How much memory do you have on your machine?

You could also try to use a LocalCluster and monitor the progress of the call on the dashboard, but I’m still not sure if the score function is benefiting from joblib.

Thank you for your reply!
My variable xbb_drop_dup_onehot’s shape is (40750, 667) and all features have been one-hot encoded. My cluster has 800G memory and I found that they were used out when I computed the score. When fitting random forest I can find that there is very little memory being used on the dashboard, but when I compute the score the memory of workers has not been used but I can find that my memory is used out by using htop.

So the problem is on your Client machine? How much memory do you have in there?
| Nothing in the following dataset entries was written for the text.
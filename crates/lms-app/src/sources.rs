// Probability data loading: a season file (JSON or CSV) overlaid with weeks
// fetched from the odds provider and stored in the database.

use std::collections::BTreeMap;
use std::io::Read;
use std::path::Path;

use chrono::{DateTime, Utc};
use lms_core::odds::{week_from_events, OddsEvent};
use lms_core::probability::TableError;
use lms_core::{ProbabilityTable, Team, Week, WeekProbabilities};
use serde::Deserialize;
use tracing::{info, warn};

use crate::config::Config;
use crate::db::Database;
use crate::odds_client::{OddsClientError, OddsProvider};

// ---------------------------------------------------------------------------
// Error type
// ---------------------------------------------------------------------------

#[derive(Debug, thiserror::Error)]
pub enum SourceError {
    #[error("failed to read file {path}: {source}")]
    Io {
        path: String,
        source: std::io::Error,
    },

    #[error("CSV error in {path}: {source}")]
    Csv { path: String, source: csv::Error },

    #[error("invalid probability JSON in {path}: {source}")]
    Json { path: String, source: TableError },

    #[error("unsupported probability file {path}: expected .json or .csv")]
    UnsupportedFormat { path: String },

    #[error(transparent)]
    Odds(#[from] OddsClientError),

    #[error("odds for week {week} produced no usable probabilities")]
    EmptyWeek { week: Week },

    #[error("database error: {0:#}")]
    Database(anyhow::Error),
}

// ---------------------------------------------------------------------------
// CSV
// ---------------------------------------------------------------------------

/// `week,team,probability` row. `probability` is kept as text so a blank or
/// non-numeric value becomes an unusable entry instead of a bad row.
#[derive(Debug, Deserialize)]
struct RawProbabilityRow {
    week: String,
    team: String,
    #[serde(default)]
    probability: String,
}

fn load_csv_from_reader<R: Read>(rdr: R) -> Result<ProbabilityTable, csv::Error> {
    let mut reader = csv::ReaderBuilder::new()
        .trim(csv::Trim::All)
        .from_reader(rdr);

    let mut weeks: BTreeMap<Week, WeekProbabilities> = BTreeMap::new();
    for result in reader.deserialize::<RawProbabilityRow>() {
        match result {
            Ok(raw) => {
                let week = match raw.week.parse::<Week>() {
                    Ok(w) if w >= 1 => w,
                    _ => {
                        warn!("skipping probability row with invalid week '{}'", raw.week);
                        continue;
                    }
                };
                if raw.team.is_empty() {
                    warn!("skipping week {} probability row with no team", week);
                    continue;
                }
                let probability = raw.probability.parse::<f64>().ok();
                weeks
                    .entry(week)
                    .or_default()
                    .push(Team::new(raw.team), probability);
            }
            Err(e) => {
                warn!("skipping malformed probability row: {}", e);
            }
        }
    }

    let mut table = ProbabilityTable::new();
    for (week, probabilities) in weeks {
        table.insert_week(week, probabilities);
    }
    Ok(table)
}

// ---------------------------------------------------------------------------
// Public path-based loaders
// ---------------------------------------------------------------------------

/// Load a probability table from a `.json` or `.csv` file.
pub fn load_table_file(path: &Path) -> Result<ProbabilityTable, SourceError> {
    let display = path.display().to_string();
    let extension = path
        .extension()
        .and_then(|e| e.to_str())
        .map(str::to_ascii_lowercase);

    match extension.as_deref() {
        Some("json") => {
            let text = std::fs::read_to_string(path).map_err(|e| SourceError::Io {
                path: display.clone(),
                source: e,
            })?;
            ProbabilityTable::from_json_str(&text).map_err(|e| SourceError::Json {
                path: display,
                source: e,
            })
        }
        Some("csv") => {
            let file = std::fs::File::open(path).map_err(|e| SourceError::Io {
                path: display.clone(),
                source: e,
            })?;
            load_csv_from_reader(file).map_err(|e| SourceError::Csv {
                path: display,
                source: e,
            })
        }
        _ => Err(SourceError::UnsupportedFormat { path: display }),
    }
}

/// Weeks in `stored` replace the same weeks in `base`.
pub fn overlay(mut base: ProbabilityTable, stored: ProbabilityTable) -> ProbabilityTable {
    for (week, probabilities) in stored.weeks() {
        base.insert_week(week, probabilities.clone());
    }
    base
}

/// Assemble the table used for recommendations: the configured data file
/// (resolved against `base_dir`, optional and possibly absent) overlaid with
/// every week stored in `db`.
pub fn load_probability_table(
    config: &Config,
    base_dir: &Path,
    db: &Database,
) -> Result<ProbabilityTable, SourceError> {
    let base = match config.data_paths.probabilities.as_deref() {
        Some(rel) => {
            let path = base_dir.join(rel);
            if path.exists() {
                load_table_file(&path)?
            } else {
                warn!("probability file {} not found, using stored weeks only", path.display());
                ProbabilityTable::new()
            }
        }
        None => ProbabilityTable::new(),
    };

    let stored = db.load_weeks().map_err(SourceError::Database)?;
    let table = overlay(base, stored);
    info!("Loaded probability data for {} weeks", table.week_count());
    Ok(table)
}

// ---------------------------------------------------------------------------
// Odds fetch
// ---------------------------------------------------------------------------

/// Result of one `fetch_week` call.
#[derive(Debug, Clone)]
pub struct FetchedWeek {
    pub week: Week,
    pub requested_at: DateTime<Utc>,
    pub bookmaker: String,
    pub events: Vec<OddsEvent>,
    pub probabilities: WeekProbabilities,
}

/// Fetch the current slate from `provider`, convert it to one week of
/// probabilities, and store it as `week`, replacing earlier data for that
/// week. Nothing is stored when the slate yields no usable probabilities.
pub async fn fetch_week(
    provider: &dyn OddsProvider,
    db: &Database,
    week: Week,
) -> Result<FetchedWeek, SourceError> {
    let requested_at = Utc::now();
    let events = provider.fetch_events().await?;
    let probabilities = week_from_events(&events);

    if probabilities.is_empty() {
        return Err(SourceError::EmptyWeek { week });
    }

    db.store_week(week, &probabilities, requested_at)
        .map_err(SourceError::Database)?;
    info!(
        "Stored week {} probabilities for {} teams from {} events",
        week,
        probabilities.len(),
        events.len()
    );

    Ok(FetchedWeek {
        week,
        requested_at,
        bookmaker: provider.bookmaker().to_string(),
        events,
        probabilities,
    })
}

// ---------------------------------------------------------------------------
// Tests
// ---------------------------------------------------------------------------

#[cfg(test)]
mod tests {
    use super::*;

    #[test]
    fn csv_groups_rows_by_week_in_file_order() {
        let data = "\
week,team,probability
7,Chiefs,0.788
8,Bills,0.71
7,Patriots,0.661
";
        let table = load_csv_from_reader(data.as_bytes()).unwrap();
        assert_eq!(table.week_count(), 2);

        let week7: Vec<&str> = table
            .lookup(7)
            .unwrap()
            .entries()
            .iter()
            .map(|e| e.team.name())
            .collect();
        assert_eq!(week7, vec!["Chiefs", "Patriots"]);
        assert_eq!(table.lookup(8).unwrap().get(&Team::new("Bills")), Some(0.71));
    }

    #[test]
    fn csv_non_numeric_probability_is_unusable_entry() {
        let data = "\
week,team,probability
3,Jets,n/a
3,Giants,
3,Rams,0.55
";
        let table = load_csv_from_reader(data.as_bytes()).unwrap();
        let week = table.lookup(3).unwrap();
        assert_eq!(week.len(), 3);
        assert_eq!(week.get(&Team::new("Jets")), None);
        assert_eq!(week.candidates().count(), 1);
    }

    #[test]
    fn csv_skips_bad_weeks_and_blank_teams() {
        let data = "\
week,team,probability
0,Jets,0.5
x,Jets,0.5
4, ,0.5
4,Bears,0.6
";
        let table = load_csv_from_reader(data.as_bytes()).unwrap();
        assert_eq!(table.week_count(), 1);
        assert_eq!(table.lookup(4).unwrap().len(), 1);
    }

    #[test]
    fn csv_trims_whitespace() {
        let data = "week, team, probability\n 2 , Lions , 0.8 \n";
        let table = load_csv_from_reader(data.as_bytes()).unwrap();
        assert_eq!(table.lookup(2).unwrap().get(&Team::new("Lions")), Some(0.8));
    }

    #[test]
    fn overlay_replaces_whole_weeks() {
        let base = ProbabilityTable::from_json_str(
            r#"{"7": {"Chiefs": 0.788, "Patriots": 0.661}, "8": {"Bills": 0.71}}"#,
        )
        .unwrap();
        let stored = ProbabilityTable::from_json_str(r#"{"7": {"Rams": 0.6}}"#).unwrap();

        let merged = overlay(base, stored);
        let week7 = merged.lookup(7).unwrap();
        assert_eq!(week7.len(), 1);
        assert_eq!(week7.get(&Team::new("Chiefs")), None);
        assert_eq!(merged.lookup(8).unwrap().get(&Team::new("Bills")), Some(0.71));
    }

    #[test]
    fn unsupported_extension_is_rejected() {
        let err = load_table_file(Path::new("probabilities.xlsx")).unwrap_err();
        assert!(matches!(err, SourceError::UnsupportedFormat { .. }));
    }

    #[test]
    fn missing_file_is_io_error() {
        let err = load_table_file(Path::new("/nonexistent/lms/probabilities.csv")).unwrap_err();
        assert!(matches!(err, SourceError::Io { .. }));
    }
}
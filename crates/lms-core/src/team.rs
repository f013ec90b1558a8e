// Team identifiers and case-insensitive name resolution.

use std::collections::{BTreeSet, HashMap};
use std::fmt;

use serde::{Deserialize, Serialize};

use crate::probability::ProbabilityTable;

/// A team in its canonical display form (the spelling used by the
/// probability data, e.g. "49ers", "Chiefs").
#[derive(Debug, Clone, PartialEq, Eq, PartialOrd, Ord, Hash, Serialize, Deserialize)]
#[serde(transparent)]
pub struct Team(String);

impl Team {
    pub fn new(name: impl Into<String>) -> Self {
        Team(name.into())
    }

    pub fn name(&self) -> &str {
        &self.0
    }
}

impl fmt::Display for Team {
    fn fmt(&self, f: &mut fmt::Formatter<'_>) -> fmt::Result {
        f.write_str(&self.0)
    }
}

impl From<&str> for Team {
    fn from(name: &str) -> Self {
        Team::new(name)
    }
}

/// The universe of known teams plus a lowercase lookup map.
///
/// Built once from the probability data and never mutated afterwards.
#[derive(Debug, Clone, Default)]
pub struct TeamRegistry {
    teams: BTreeSet<Team>,
    by_lowercase: HashMap<String, Team>,
}

impl TeamRegistry {
    /// Collect every team that appears in any week of `table`.
    pub fn from_table(table: &ProbabilityTable) -> Self {
        Self::from_names(
            table
                .weeks()
                .flat_map(|(_, week)| week.entries().iter().map(|e| e.team.name())),
        )
    }

    /// Build a registry from raw names. When two names differ only by case,
    /// the first one seen is the canonical form.
    pub fn from_names<'a>(names: impl IntoIterator<Item = &'a str>) -> Self {
        let mut registry = TeamRegistry::default();
        for name in names {
            let name = name.trim();
            if name.is_empty() {
                continue;
            }
            let key = name.to_lowercase();
            if registry.by_lowercase.contains_key(&key) {
                continue;
            }
            let team = Team::new(name);
            registry.teams.insert(team.clone());
            registry.by_lowercase.insert(key, team);
        }
        registry
    }

    /// Resolve free text to the canonical team. Surrounding whitespace is
    /// ignored; unknown names return `None`.
    pub fn resolve(&self, raw: &str) -> Option<&Team> {
        self.by_lowercase.get(&raw.trim().to_lowercase())
    }

    /// All known teams in canonical sort order.
    pub fn teams(&self) -> &BTreeSet<Team> {
        &self.teams
    }

    pub fn len(&self) -> usize {
        self.teams.len()
    }

    pub fn is_empty(&self) -> bool {
        self.teams.is_empty()
    }
}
There are 800G. And the problem is I feel that dask clients are not used when computing score based on my above observation.

I think we need more details on your overall implementation. It would be really helpful to see your complete workflow, or better than that, having a reproducer.

I’m really not sure that the score method of sklearn can be natively parallelized using joblib.

What type is the xbb_drop_dup_onehot variable?

Oh, may score method of sklearn can not be natively parallelized using joblib. xbb_drop_dup_onehot is just a onehot encoded matrix.

Well, I have no clue here, without a reproducer or a more complete workflow it’s hard to tell.

The xbb_drop_dup_onehot variable is not so big. Your model probably isn’t too. That should be pretty fast to compute the score on a single machine.

Did you try without using Dask at all?